Directions
When the line containing "pub const KEYS_REQUEST: &str" appears in the data below, begin copying there and stop only after the line containing "pub enum DecodeError".

(Records contained in a dataset)

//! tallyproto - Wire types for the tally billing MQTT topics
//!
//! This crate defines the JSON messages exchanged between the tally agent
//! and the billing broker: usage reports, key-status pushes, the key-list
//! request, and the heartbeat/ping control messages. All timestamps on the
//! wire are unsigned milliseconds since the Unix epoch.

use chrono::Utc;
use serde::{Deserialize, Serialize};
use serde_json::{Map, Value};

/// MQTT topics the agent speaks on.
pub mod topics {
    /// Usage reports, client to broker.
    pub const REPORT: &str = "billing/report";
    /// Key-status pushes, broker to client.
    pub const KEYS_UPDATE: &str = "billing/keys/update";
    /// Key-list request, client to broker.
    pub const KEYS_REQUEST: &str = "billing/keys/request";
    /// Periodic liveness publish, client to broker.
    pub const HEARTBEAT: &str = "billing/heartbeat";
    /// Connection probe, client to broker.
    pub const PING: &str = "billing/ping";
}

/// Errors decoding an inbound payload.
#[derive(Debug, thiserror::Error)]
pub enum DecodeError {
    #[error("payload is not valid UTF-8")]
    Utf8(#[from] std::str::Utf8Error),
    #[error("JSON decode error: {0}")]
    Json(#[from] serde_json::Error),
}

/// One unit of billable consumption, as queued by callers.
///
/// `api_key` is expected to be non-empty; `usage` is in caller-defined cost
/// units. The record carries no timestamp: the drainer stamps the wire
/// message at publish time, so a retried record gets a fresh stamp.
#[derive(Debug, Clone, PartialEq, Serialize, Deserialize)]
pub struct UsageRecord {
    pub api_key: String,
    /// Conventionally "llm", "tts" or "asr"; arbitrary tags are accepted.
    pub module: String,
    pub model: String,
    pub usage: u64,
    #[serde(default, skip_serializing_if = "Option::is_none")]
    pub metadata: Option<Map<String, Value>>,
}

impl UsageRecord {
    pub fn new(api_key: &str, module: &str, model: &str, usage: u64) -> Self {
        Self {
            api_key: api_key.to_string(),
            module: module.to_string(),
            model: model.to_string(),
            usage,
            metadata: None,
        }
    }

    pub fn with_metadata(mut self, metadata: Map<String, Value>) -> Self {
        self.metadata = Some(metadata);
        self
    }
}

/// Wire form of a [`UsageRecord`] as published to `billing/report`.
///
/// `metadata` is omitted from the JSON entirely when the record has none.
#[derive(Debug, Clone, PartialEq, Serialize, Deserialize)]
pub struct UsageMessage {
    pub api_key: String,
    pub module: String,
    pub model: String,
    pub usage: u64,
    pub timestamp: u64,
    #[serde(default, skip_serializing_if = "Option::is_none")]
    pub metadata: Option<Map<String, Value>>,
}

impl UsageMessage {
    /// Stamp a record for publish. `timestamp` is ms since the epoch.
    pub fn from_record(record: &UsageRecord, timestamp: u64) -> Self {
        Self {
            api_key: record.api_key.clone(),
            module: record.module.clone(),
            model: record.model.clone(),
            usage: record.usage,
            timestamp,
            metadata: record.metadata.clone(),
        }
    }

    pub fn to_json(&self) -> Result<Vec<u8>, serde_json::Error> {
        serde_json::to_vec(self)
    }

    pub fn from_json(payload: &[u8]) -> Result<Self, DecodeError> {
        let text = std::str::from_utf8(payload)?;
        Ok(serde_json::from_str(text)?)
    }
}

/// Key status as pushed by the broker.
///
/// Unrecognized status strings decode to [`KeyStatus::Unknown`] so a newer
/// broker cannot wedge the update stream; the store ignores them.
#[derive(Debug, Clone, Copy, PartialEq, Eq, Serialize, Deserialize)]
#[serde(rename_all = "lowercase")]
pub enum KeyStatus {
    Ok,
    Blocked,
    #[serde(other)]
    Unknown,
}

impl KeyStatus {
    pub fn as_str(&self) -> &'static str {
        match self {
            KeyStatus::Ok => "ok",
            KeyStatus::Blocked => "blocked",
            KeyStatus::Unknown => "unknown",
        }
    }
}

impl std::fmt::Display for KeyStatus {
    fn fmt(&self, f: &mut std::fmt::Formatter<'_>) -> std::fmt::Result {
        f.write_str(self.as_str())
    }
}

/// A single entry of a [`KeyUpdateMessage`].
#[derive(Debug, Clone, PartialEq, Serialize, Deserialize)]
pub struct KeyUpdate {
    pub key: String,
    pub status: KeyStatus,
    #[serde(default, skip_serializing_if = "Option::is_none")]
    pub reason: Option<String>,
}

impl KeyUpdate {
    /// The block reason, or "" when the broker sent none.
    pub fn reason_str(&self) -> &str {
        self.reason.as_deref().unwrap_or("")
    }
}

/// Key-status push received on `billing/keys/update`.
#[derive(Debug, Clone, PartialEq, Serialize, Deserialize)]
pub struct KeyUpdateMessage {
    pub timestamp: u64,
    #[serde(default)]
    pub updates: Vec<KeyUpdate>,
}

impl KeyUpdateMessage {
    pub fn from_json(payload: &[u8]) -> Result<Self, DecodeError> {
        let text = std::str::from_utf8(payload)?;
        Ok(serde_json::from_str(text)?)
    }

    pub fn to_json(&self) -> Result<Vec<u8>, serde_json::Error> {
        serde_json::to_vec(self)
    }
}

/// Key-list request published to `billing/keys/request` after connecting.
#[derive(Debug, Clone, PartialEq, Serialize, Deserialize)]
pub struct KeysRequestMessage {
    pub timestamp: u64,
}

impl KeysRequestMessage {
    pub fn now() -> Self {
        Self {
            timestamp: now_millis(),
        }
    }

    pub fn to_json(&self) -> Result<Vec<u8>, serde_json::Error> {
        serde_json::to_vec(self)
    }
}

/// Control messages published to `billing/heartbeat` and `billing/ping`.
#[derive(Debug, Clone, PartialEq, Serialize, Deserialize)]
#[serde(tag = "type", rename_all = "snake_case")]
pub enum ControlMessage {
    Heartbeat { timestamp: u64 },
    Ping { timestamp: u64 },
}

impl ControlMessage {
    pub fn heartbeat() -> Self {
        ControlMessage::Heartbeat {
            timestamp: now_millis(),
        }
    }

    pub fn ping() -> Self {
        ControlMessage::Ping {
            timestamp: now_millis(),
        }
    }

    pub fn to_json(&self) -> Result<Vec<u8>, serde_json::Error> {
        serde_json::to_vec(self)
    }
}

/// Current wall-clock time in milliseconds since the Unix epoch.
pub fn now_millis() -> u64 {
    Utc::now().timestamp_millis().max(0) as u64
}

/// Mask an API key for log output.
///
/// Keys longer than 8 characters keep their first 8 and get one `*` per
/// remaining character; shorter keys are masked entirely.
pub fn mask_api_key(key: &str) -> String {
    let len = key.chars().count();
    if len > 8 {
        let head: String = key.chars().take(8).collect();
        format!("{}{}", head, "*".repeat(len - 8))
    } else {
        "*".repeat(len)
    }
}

Your solution
    pub const KEYS_REQUEST: &str = "billing/keys/request";
    /// Periodic liveness publish, client to broker.
    pub const HEARTBEAT: &str = "billing/heartbeat";
    /// Connection probe, client to broker.
    pub const PING: &str = "billing/ping";
}

/// Errors decoding an inbound payload.
#[derive(Debug, thiserror::Error)]
pub enum DecodeError {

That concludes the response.